Aim of the exercise
Among the entries below, how many lines include the word "uncertainty"? Reply with only the number.

(Dataset records)
..............................

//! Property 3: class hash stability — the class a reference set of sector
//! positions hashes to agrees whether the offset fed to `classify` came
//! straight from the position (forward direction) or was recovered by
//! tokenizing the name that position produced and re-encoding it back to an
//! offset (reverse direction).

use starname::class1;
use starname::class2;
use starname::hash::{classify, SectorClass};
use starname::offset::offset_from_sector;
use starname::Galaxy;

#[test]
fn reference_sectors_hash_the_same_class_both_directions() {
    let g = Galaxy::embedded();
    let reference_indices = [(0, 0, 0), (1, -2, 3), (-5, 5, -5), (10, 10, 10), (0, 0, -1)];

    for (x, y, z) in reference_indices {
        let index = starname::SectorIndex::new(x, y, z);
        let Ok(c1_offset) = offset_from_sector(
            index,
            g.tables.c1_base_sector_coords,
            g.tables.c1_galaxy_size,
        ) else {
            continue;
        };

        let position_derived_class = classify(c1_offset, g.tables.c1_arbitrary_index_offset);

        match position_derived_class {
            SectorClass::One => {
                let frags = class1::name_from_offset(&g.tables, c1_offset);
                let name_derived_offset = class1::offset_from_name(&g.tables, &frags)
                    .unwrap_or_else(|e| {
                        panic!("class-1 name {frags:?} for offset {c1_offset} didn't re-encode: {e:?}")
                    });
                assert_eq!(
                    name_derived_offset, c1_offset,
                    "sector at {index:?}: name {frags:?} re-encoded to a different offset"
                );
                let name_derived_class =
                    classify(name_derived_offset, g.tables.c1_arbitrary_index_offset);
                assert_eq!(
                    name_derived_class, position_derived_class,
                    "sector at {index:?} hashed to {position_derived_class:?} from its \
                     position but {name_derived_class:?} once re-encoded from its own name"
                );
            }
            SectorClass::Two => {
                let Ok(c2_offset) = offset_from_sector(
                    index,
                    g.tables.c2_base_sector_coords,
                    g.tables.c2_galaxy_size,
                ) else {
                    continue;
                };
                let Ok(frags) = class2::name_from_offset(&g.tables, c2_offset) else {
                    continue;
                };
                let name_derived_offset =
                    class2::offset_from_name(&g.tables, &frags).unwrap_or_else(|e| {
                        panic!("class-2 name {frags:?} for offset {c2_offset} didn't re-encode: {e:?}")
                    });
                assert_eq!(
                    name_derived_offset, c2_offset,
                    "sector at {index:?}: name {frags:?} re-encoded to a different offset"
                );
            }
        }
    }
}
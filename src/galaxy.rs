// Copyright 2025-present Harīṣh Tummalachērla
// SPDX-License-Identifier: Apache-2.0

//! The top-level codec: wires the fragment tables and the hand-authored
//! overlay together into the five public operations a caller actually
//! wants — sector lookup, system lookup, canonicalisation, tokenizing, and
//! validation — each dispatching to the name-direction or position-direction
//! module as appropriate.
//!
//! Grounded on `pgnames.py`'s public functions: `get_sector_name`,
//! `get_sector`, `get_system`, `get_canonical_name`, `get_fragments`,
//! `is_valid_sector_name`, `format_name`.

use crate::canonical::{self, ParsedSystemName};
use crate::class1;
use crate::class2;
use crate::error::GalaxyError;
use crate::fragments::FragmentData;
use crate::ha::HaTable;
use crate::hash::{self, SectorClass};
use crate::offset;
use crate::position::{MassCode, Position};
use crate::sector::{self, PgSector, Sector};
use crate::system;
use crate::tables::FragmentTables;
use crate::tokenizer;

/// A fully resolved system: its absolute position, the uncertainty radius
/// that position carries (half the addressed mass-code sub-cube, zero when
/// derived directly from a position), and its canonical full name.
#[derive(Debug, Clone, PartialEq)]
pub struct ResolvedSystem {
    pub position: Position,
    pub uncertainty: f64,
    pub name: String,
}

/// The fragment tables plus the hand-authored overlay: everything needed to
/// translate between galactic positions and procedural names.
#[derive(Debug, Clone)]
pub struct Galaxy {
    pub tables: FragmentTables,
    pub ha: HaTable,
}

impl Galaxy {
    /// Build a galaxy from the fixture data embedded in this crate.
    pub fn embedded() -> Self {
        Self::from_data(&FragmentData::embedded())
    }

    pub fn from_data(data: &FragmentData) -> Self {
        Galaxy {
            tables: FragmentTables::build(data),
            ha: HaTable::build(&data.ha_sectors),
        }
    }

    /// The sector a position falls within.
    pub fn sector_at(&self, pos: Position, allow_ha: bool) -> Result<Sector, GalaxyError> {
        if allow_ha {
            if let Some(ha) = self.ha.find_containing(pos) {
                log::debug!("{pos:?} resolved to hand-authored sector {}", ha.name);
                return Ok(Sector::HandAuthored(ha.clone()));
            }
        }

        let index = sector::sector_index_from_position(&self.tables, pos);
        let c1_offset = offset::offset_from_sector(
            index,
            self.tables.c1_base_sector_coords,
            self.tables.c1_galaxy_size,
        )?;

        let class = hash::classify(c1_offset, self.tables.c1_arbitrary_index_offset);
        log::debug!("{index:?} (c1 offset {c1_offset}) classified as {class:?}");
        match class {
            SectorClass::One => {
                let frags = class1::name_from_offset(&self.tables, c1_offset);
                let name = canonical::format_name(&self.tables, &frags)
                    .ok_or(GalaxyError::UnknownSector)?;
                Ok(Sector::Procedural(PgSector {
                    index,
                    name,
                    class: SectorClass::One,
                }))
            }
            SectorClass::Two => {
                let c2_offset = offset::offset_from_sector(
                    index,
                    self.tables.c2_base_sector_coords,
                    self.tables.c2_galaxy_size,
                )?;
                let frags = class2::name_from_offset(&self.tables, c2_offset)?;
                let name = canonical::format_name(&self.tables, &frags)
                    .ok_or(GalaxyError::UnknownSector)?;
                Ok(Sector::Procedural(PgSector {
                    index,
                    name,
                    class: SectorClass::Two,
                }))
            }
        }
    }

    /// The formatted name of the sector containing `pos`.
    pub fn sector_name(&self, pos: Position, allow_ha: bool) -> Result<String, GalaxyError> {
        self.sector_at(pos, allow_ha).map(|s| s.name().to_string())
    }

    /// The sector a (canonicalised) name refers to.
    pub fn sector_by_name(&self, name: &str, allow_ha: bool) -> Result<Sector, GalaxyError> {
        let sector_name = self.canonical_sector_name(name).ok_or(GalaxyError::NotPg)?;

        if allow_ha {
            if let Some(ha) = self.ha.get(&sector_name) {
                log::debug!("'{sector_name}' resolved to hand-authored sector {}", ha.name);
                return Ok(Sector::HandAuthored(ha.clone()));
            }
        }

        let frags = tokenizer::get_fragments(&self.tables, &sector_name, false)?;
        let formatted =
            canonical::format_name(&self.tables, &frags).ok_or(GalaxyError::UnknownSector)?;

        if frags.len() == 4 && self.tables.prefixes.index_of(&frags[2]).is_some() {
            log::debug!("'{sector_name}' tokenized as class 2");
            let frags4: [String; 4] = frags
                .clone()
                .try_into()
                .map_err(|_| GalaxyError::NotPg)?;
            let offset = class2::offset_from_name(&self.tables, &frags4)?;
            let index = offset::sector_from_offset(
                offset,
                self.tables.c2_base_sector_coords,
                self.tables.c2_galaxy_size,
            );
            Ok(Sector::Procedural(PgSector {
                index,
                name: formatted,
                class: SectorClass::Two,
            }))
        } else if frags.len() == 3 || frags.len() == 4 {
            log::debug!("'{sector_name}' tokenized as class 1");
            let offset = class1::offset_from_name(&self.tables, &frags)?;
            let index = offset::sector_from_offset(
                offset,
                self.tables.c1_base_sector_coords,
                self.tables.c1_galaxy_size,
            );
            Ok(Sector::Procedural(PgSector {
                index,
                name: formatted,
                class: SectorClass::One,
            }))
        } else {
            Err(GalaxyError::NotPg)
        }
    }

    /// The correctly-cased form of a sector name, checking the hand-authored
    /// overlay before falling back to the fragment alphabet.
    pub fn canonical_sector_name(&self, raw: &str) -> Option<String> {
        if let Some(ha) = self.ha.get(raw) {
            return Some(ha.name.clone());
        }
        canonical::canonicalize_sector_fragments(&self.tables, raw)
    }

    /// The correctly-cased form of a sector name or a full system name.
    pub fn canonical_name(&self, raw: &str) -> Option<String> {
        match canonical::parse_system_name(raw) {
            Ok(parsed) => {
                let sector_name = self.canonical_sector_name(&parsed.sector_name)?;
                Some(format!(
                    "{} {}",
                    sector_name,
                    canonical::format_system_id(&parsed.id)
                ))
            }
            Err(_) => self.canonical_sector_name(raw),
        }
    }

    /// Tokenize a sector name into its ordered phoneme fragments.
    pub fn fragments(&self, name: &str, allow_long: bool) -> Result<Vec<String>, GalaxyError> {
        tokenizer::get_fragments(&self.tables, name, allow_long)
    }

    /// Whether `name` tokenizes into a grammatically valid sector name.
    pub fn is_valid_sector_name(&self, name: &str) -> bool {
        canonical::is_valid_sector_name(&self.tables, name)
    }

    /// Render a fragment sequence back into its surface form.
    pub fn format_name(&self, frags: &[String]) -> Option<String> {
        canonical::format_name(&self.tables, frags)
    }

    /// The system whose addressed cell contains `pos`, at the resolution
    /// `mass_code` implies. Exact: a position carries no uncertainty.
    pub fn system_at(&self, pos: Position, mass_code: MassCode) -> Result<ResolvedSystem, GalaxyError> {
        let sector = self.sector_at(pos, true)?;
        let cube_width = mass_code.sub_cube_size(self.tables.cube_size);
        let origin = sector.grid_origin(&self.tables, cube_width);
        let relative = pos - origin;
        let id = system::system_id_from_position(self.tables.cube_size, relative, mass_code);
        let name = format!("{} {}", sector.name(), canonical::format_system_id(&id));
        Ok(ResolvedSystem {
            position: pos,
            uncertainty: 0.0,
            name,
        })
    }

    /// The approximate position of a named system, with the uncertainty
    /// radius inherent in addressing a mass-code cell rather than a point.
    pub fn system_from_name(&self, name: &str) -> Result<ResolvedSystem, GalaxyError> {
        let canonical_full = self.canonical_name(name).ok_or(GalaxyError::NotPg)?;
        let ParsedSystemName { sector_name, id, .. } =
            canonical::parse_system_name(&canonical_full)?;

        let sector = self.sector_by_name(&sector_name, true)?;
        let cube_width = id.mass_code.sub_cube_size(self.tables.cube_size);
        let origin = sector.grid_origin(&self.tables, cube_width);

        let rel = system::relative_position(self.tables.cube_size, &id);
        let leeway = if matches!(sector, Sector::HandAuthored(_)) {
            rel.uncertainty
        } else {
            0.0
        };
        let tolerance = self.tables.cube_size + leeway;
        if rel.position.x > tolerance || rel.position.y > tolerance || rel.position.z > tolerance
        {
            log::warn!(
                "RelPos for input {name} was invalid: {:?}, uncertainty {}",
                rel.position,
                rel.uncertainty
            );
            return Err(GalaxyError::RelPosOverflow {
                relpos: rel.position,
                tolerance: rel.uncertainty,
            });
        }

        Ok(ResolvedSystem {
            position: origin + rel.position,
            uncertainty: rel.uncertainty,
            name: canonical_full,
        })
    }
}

..............................

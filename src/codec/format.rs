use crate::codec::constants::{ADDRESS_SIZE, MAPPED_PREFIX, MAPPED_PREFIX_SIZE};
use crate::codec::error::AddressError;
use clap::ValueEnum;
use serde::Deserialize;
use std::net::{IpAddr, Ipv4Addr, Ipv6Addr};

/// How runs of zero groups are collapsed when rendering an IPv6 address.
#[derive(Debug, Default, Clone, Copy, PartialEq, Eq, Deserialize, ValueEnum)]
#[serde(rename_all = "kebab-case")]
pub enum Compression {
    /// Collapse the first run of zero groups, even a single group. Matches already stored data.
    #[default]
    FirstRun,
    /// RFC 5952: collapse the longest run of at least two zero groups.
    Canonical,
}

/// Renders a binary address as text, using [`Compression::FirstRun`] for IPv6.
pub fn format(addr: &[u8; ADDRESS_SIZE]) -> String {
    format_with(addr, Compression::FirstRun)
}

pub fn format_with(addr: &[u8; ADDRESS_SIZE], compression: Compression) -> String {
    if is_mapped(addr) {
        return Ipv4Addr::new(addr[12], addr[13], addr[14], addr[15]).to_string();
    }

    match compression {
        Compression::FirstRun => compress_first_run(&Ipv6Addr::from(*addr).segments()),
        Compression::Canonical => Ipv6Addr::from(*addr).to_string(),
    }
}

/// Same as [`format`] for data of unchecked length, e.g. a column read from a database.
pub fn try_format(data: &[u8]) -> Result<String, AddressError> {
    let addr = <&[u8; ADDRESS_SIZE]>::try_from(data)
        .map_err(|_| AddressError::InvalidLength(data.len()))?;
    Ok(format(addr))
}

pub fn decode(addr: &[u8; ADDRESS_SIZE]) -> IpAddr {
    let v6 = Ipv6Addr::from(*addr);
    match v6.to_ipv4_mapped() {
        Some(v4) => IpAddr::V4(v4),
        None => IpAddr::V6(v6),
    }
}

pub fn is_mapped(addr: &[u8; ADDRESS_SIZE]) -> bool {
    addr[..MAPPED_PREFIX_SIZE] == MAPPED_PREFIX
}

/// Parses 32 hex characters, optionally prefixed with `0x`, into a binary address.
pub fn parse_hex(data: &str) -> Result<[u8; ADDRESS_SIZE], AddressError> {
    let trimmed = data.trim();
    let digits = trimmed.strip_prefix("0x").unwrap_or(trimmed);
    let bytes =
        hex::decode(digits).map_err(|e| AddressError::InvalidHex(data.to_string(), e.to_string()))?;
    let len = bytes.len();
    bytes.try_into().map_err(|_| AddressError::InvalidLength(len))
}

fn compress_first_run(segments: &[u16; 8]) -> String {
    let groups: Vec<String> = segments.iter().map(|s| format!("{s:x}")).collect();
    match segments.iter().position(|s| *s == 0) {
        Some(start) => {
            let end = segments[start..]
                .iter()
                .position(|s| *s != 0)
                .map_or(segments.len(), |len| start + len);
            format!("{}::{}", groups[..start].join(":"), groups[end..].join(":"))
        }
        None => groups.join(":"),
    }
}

..............................

Worked solution
10